También dijo: hay que irse de la casa para luego poder volver y querer más y mejor.

Y, finalmente: reciba un besito de este, su amigo de mierda.

5. Caminamos por Santa Rosa. Víctor llevaba el vino en la mano. Tomamos sorbitos de esos que marean. Pensé en lo bonita que había sido la salida del bloque de edificios, y por un momento me dio pena pensar que ya no volvería a estar ahí.

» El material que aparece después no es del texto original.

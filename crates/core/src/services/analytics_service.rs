use crate::models::investment::Investment;
use crate::models::quote::QuoteCache;
use crate::models::summary::{CashSummary, CategoryTotal, HoldingView, PortfolioSummary};
use crate::models::transaction::Transaction;

/// Derives every display aggregate from current state.
///
/// Pure `state in → aggregates out`: nothing here mutates the ledger or
/// the quote cache, and every function is a full rescan of its inputs —
/// fine at single-user record counts.
pub struct AnalyticsService;

impl AnalyticsService {
    pub fn new() -> Self {
        Self
    }

    /// Income, expenses, and net balance over the whole transaction list.
    ///
    /// `expense_total` stays negative; `balance` is the plain sum of both.
    pub fn cash_summary(&self, transactions: &[Transaction]) -> CashSummary {
        let income_total: f64 = transactions
            .iter()
            .map(|t| t.amount)
            .filter(|a| *a > 0.0)
            .sum();
        let expense_total: f64 = transactions
            .iter()
            .map(|t| t.amount)
            .filter(|a| *a < 0.0)
            .sum();

        CashSummary {
            income_total,
            expense_total,
            balance: income_total + expense_total,
        }
    }

    /// Absolute spend per category over expense transactions only.
    ///
    /// Output order is the order in which each category first occurs in
    /// the canonical (date-descending) list, so the breakdown is stable
    /// for a given ledger state.
    pub fn category_breakdown(&self, transactions: &[Transaction]) -> Vec<CategoryTotal> {
        let mut breakdown: Vec<CategoryTotal> = Vec::new();

        for t in transactions.iter().filter(|t| t.amount < 0.0) {
            match breakdown.iter_mut().find(|b| b.category == t.category) {
                Some(slice) => slice.total += t.amount.abs(),
                None => breakdown.push(CategoryTotal {
                    category: t.category,
                    total: t.amount.abs(),
                }),
            }
        }

        breakdown
    }

    /// Join every holding with its current quote.
    ///
    /// Holdings whose symbol is unavailable in the cache get `None` for
    /// both derived fields — displayed as not-available, never as zero.
    pub fn holding_views(
        &self,
        investments: &[Investment],
        cache: &QuoteCache,
    ) -> Vec<HoldingView> {
        investments
            .iter()
            .map(|inv| {
                let price = cache.quote(&inv.symbol).price();
                HoldingView {
                    current_value: price.map(|p| p * inv.shares),
                    unrealized_pl: price.map(|p| (p - inv.purchase_price) * inv.shares),
                    investment: inv.clone(),
                }
            })
            .collect()
    }

    /// Portfolio-level totals.
    ///
    /// `total_invested` counts every holding regardless of quotes;
    /// `total_current_value` and `total_pl` sum only holdings with an
    /// available quote.
    pub fn portfolio_summary(
        &self,
        investments: &[Investment],
        cache: &QuoteCache,
    ) -> PortfolioSummary {
        let holdings = self.holding_views(investments, cache);

        let total_invested = investments.iter().map(Investment::invested).sum();
        let total_current_value = holdings.iter().filter_map(|h| h.current_value).sum();
        let total_pl = holdings.iter().filter_map(|h| h.unrealized_pl).sum();

        PortfolioSummary {
            total_invested,
            total_current_value,
            total_pl,
            holdings,
        }
    }
}

impl Default for AnalyticsService {
    fn default() -> Self {
        Self::new()
    }
}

Me acordé de la primera vez que visité ese lugar. Yo le traía a Víctor una imagen de Walt Whitman. Él la enterró en el macetero de una planta. Ahora que nos íbamos, se acababa el invierno. Ni siquiera me fijé si había guardado esa imagen del poeta.

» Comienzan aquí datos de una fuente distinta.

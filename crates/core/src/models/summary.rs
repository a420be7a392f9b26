use serde::{Deserialize, Serialize};

use super::investment::Investment;
use super::transaction::Category;

/// Income / expense / balance over the whole transaction list.
#[derive(Debug, Clone, Copy, Default, PartialEq, Serialize, Deserialize)]
pub struct CashSummary {
    /// Sum of positive amounts (≥ 0)
    pub income_total: f64,

    /// Sum of negative amounts, kept negative (≤ 0)
    pub expense_total: f64,

    /// `income_total + expense_total`
    pub balance: f64,
}

/// One slice of the expense breakdown: absolute spend per category.
#[derive(Debug, Clone, Copy, PartialEq, Serialize, Deserialize)]
pub struct CategoryTotal {
    pub category: Category,

    /// Sum of absolute values of this category's expenses
    pub total: f64,
}

/// A holding joined with its current quote, ready for display.
///
/// `current_value` and `unrealized_pl` are `None` when the symbol's quote
/// is unavailable — shown as not-available, excluded from portfolio sums.
#[derive(Debug, Clone, PartialEq, Serialize, Deserialize)]
pub struct HoldingView {
    pub investment: Investment,

    /// `price * shares`, if a quote is available
    pub current_value: Option<f64>,

    /// `(price - purchase_price) * shares`, if a quote is available
    pub unrealized_pl: Option<f64>,
}

/// Portfolio-level totals across all holdings.
#[derive(Debug, Clone, PartialEq, Serialize, Deserialize)]
pub struct PortfolioSummary {
    /// Sum of `purchase_price * shares` over ALL holdings — independent of
    /// the quote cache.
    pub total_invested: f64,

    /// Sum of `current_value` over holdings with an available quote only.
    pub total_current_value: f64,

    /// Sum of `unrealized_pl` over holdings with an available quote only.
    pub total_pl: f64,

    /// Per-holding breakdown, in canonical list order.
    pub holdings: Vec<HoldingView>,
}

Nos despedimos del conserje sin cursilerías. Dijimos “chao” y él dijo “hasta luego”.

Pensé una última vez en Paula. La imaginé volviendo triste o quizá feliz. Vi a su gata metiéndose entre sus piernas. ¿Qué habría hecho yo? Yo habría gritado algo para ver si estaba sola; abriría la puerta de Víctor pero sin entrar. Correría las cortinas y abriría las ventanas. Prendería la tele. Trataría de escribir algo. ¿Podría hacerlo? ¿Podría evitarlo? ¿Podría dormir sola? ¿Sería capaz de seguir viviendo ahí?

Entonces lo supe. Nunca más volvería a estar ahí.

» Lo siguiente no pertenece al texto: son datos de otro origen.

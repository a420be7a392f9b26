use chrono::NaiveDate;
use serde::{Deserialize, Deserializer, Serialize};

/// Spending/income category of a cash transaction.
///
/// A closed enumeration: the same set drives sign normalization,
/// category filtering, and the expense breakdown. `Salary` is the only
/// income category; every other category is an expense.
#[derive(Debug, Clone, Copy, PartialEq, Eq, Hash, Serialize)]
pub enum Category {
    Food,
    Rent,
    Utilities,
    Entertainment,
    Travel,
    Shopping,
    Health,
    Salary,
    /// Catch-all. Records arriving from the remote store with a missing,
    /// empty, or unrecognized category string land here.
    Other,
}

impl Category {
    /// Salary is income; everything else is an expense.
    pub fn is_income(&self) -> bool {
        matches!(self, Category::Salary)
    }

    /// All categories in their display order.
    pub const ALL: [Category; 9] = [
        Category::Food,
        Category::Rent,
        Category::Utilities,
        Category::Entertainment,
        Category::Travel,
        Category::Shopping,
        Category::Health,
        Category::Salary,
        Category::Other,
    ];

    pub fn as_str(&self) -> &'static str {
        match self {
            Category::Food => "Food",
            Category::Rent => "Rent",
            Category::Utilities => "Utilities",
            Category::Entertainment => "Entertainment",
            Category::Travel => "Travel",
            Category::Shopping => "Shopping",
            Category::Health => "Health",
            Category::Salary => "Salary",
            Category::Other => "Other",
        }
    }

    /// Resolve a wire-format category name. Anything unrecognized —
    /// including the empty string — resolves to `Other`.
    pub fn from_name(name: &str) -> Self {
        Category::ALL
            .into_iter()
            .find(|c| c.as_str() == name)
            .unwrap_or(Category::Other)
    }
}

impl std::fmt::Display for Category {
    fn fmt(&self, f: &mut std::fmt::Formatter<'_>) -> std::fmt::Result {
        write!(f, "{}", self.as_str())
    }
}

impl<'de> Deserialize<'de> for Category {
    fn deserialize<D>(deserializer: D) -> Result<Self, D::Error>
    where
        D: Deserializer<'de>,
    {
        let name = String::deserialize(deserializer)?;
        Ok(Category::from_name(&name))
    }
}

/// A single signed cash movement.
///
/// The stored `amount` carries the category's sign: positive for `Salary`,
/// negative for every expense category. Raw user input goes through
/// [`TransactionDraft`], which normalizes the sign on the way in.
#[derive(Debug, Clone, PartialEq, Serialize, Deserialize)]
pub struct Transaction {
    /// Opaque unique identifier (assigned locally, UUID v4 string)
    pub id: String,

    /// Signed amount: `Salary` ⇒ ≥ 0, all other categories ⇒ ≤ 0
    pub amount: f64,

    #[serde(default = "default_category")]
    pub category: Category,

    /// Date of the transaction (daily granularity)
    pub date: NaiveDate,
}

fn default_category() -> Category {
    Category::Other
}

/// Raw user input for creating or editing a transaction.
///
/// `amount` is the unsigned magnitude as entered; the sign is derived from
/// the category when the draft is materialized.
#[derive(Debug, Clone, PartialEq)]
pub struct TransactionDraft {
    pub amount: f64,
    pub category: Category,
    pub date: NaiveDate,
}

impl TransactionDraft {
    pub fn new(amount: f64, category: Category, date: NaiveDate) -> Self {
        Self {
            amount,
            category,
            date,
        }
    }

    /// The signed amount this draft stores: `+|amount|` for income
    /// categories, `-|amount|` otherwise.
    pub fn signed_amount(&self) -> f64 {
        if self.category.is_income() {
            self.amount.abs()
        } else {
            -self.amount.abs()
        }
    }
}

6. -¿Qué pasará con la gata?
-La gata se queda con ella, siempre ha sido de ella.
-¿Y las cosas que dejaste?
-Se quedarán ahí por un tiempo, pero no quiero pensar en eso.
-¿No crees que dejas algo tuyo ahí, como un hijo?
-No, no lo pienso así.
-Qué triste todo.
-Sí, pero no quiero pensar en eso.
-¿Y las cosas que te llevas?
-Encontraré una forma de hacerlas caber de nuevo en la casa. Pero es como si todo se hubiera achicado.
-Quizá tienes más cosas.
-No lo creo. Siempre fuimos pobres.
-No se notaba.
-Claro, no se notaba.
-Creo que no debieses volver con ella.
-No quiero volver con ella.
-Sí, pero no es la primera vez.
-No, pero ahora es distinto.
-¿Porque desarmaste una casa?
-Porque armé y desarmé una casa.

7. Caminamos. Nos detenemos en una calle a fumar. Sentados en la cuneta miramos hacia arriba y, concentrados, encontramos vidas, pequeños gestos. La sombra en el techo de una persona que baila sola, dos siluetas asomadas en un balcón. Los movimientos cortos y duros de alguien que se culea a otro alguien junto a la ventana. Víctor fuma un cigarro mentolado y yo se lo quito de las manos para aspirar el humo. Lo dejo por un rato detenido en mi boca. Víctor estira las piernas y estira sus manos. Mira hacia adelante: los vehículos de seguridad ciudadana pasan junto a nosotros. Sus luces nos ciegan, pero no cerramos los ojos. Yo lanzo las cenizas junto a sus pies.

-¿En qué piensas? -le digo.
-Sólo espero no estar cagándola demasiado.